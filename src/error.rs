use std::io::ErrorKind;
use std::path::{Path, PathBuf};

use thiserror::Error;

#[derive(Error, Debug)]
pub enum Error {
    #[error("File not found: {}", .path.display())]
    NotFound { path: PathBuf },

    #[error("Permission denied ({}): {}", .op, .path.display())]
    PermissionDenied { path: PathBuf, op: &'static str },

    #[error("Invalid argument '{field}': {problem}")]
    InvalidArgument { field: &'static str, problem: String },

    #[error("IO error ({op}): {source}")]
    Io {
        op: &'static str,
        #[source]
        source: std::io::Error,
    },

    #[error("JSON error: {0}")]
    Json(#[from] serde_json::Error),
}

pub type Result<T> = std::result::Result<T, Error>;

impl Error {
    pub fn code(&self) -> &'static str {
        match self {
            Error::NotFound { .. } => "file.not_found",
            Error::PermissionDenied { .. } => "file.permission_denied",
            Error::InvalidArgument { .. } => "validation.invalid_argument",
            Error::Io { .. } => "internal.io_error",
            Error::Json(_) => "internal.json_error",
        }
    }

    /// Classify an I/O failure against the path it happened on.
    pub(crate) fn from_io(op: &'static str, path: &Path, err: std::io::Error) -> Self {
        match err.kind() {
            ErrorKind::NotFound => Error::NotFound {
                path: path.to_path_buf(),
            },
            ErrorKind::PermissionDenied => Error::PermissionDenied {
                path: path.to_path_buf(),
                op,
            },
            _ => Error::Io { op, source: err },
        }
    }
}

#[cfg(test)]
mod tests {
    use super::*;

    #[test]
    fn not_found_kind_maps_to_not_found() {
        let io = std::io::Error::new(ErrorKind::NotFound, "no such file");
        let err = Error::from_io("open source", Path::new("/tmp/missing.conf"), io);
        assert_eq!(err.code(), "file.not_found");
    }

    #[test]
    fn permission_denied_kind_maps_to_permission_denied() {
        let io = std::io::Error::new(ErrorKind::PermissionDenied, "denied");
        let err = Error::from_io("create temp file", Path::new("/etc/client.conf.tmp"), io);
        assert_eq!(err.code(), "file.permission_denied");
        assert!(err.to_string().contains("create temp file"));
    }

    #[test]
    fn other_kinds_map_to_io() {
        let io = std::io::Error::new(ErrorKind::Other, "disk full");
        let err = Error::from_io("write temp file", Path::new("/tmp/a.conf.tmp"), io);
        assert_eq!(err.code(), "internal.io_error");
    }
}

### [Work to be completed]
Please give the number of lines in the listing above where "PathBuf" appears, and nothing else.

### [Answer below]
3